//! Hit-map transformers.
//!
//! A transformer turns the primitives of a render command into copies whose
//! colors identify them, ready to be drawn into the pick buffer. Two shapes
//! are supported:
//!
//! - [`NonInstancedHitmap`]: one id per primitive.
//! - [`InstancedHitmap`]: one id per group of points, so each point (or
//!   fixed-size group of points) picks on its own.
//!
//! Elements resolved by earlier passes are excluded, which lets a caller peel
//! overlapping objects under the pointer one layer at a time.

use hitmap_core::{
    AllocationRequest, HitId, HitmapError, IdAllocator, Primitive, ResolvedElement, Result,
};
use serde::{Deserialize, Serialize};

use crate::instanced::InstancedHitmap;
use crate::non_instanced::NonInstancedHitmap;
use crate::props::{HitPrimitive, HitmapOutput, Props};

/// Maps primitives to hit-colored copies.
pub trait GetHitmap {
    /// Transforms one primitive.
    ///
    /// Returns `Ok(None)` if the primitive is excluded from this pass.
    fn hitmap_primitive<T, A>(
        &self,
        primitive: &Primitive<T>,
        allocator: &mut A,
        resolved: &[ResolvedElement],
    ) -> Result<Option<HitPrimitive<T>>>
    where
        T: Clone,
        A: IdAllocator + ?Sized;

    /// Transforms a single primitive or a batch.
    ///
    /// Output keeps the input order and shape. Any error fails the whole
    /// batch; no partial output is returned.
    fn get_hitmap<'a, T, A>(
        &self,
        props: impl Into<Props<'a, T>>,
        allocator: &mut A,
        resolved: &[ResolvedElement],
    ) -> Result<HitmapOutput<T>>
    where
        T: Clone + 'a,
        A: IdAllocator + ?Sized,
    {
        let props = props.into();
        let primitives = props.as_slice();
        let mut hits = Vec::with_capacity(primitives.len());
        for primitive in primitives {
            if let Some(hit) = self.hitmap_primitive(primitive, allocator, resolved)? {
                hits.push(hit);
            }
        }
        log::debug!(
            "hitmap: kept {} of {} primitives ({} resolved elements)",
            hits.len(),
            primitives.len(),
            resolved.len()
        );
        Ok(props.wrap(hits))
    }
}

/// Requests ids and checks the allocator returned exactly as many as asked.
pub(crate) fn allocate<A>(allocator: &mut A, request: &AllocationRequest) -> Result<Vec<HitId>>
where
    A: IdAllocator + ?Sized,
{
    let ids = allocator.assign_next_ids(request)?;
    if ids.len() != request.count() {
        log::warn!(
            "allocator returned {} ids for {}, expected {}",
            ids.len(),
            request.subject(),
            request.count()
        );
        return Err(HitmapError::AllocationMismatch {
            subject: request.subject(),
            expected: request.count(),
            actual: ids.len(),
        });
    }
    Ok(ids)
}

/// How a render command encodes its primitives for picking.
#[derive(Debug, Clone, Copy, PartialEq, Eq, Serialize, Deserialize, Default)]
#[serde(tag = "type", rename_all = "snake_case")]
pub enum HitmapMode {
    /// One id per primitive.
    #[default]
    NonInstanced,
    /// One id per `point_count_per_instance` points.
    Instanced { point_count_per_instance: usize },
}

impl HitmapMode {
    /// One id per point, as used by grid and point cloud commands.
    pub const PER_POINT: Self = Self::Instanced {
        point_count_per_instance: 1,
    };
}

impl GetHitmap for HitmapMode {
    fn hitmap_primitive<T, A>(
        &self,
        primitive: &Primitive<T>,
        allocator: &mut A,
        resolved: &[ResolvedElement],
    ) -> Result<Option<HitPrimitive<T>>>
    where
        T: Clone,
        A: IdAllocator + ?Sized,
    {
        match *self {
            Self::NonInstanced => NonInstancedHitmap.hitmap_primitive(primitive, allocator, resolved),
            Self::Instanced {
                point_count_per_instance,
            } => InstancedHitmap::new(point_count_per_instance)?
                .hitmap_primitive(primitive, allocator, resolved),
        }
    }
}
* * *
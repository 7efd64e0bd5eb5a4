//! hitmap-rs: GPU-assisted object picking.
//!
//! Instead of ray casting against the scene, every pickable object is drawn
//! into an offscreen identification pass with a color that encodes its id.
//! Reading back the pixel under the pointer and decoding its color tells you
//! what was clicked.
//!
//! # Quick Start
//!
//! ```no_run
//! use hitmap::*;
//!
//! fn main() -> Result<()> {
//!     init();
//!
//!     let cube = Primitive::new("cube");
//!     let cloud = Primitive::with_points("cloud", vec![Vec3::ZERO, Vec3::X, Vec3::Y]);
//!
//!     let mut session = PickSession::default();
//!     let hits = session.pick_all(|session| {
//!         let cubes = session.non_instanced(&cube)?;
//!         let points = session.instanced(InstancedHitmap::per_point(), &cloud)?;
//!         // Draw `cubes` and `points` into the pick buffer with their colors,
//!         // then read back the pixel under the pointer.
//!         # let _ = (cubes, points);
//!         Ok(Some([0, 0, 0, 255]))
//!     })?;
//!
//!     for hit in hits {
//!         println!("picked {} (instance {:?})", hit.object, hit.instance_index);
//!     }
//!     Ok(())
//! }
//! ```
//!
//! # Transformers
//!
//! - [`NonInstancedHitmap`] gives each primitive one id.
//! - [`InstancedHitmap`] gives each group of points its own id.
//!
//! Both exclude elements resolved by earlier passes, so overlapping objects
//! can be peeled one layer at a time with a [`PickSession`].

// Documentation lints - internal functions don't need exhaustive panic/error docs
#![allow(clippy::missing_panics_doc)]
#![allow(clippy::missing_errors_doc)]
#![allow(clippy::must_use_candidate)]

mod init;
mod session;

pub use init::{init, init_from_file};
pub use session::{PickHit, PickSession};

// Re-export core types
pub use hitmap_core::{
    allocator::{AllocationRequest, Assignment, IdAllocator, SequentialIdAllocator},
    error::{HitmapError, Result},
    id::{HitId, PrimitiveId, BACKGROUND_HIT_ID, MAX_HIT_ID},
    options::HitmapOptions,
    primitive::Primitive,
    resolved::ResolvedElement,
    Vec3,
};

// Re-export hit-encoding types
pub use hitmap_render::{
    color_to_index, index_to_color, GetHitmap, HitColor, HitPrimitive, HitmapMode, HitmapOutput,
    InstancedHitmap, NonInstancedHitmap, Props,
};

Task brief
When you find a line in the records that contains the word "subject", copy it.

Solution below
            request.subject(),
            subject: request.subject(),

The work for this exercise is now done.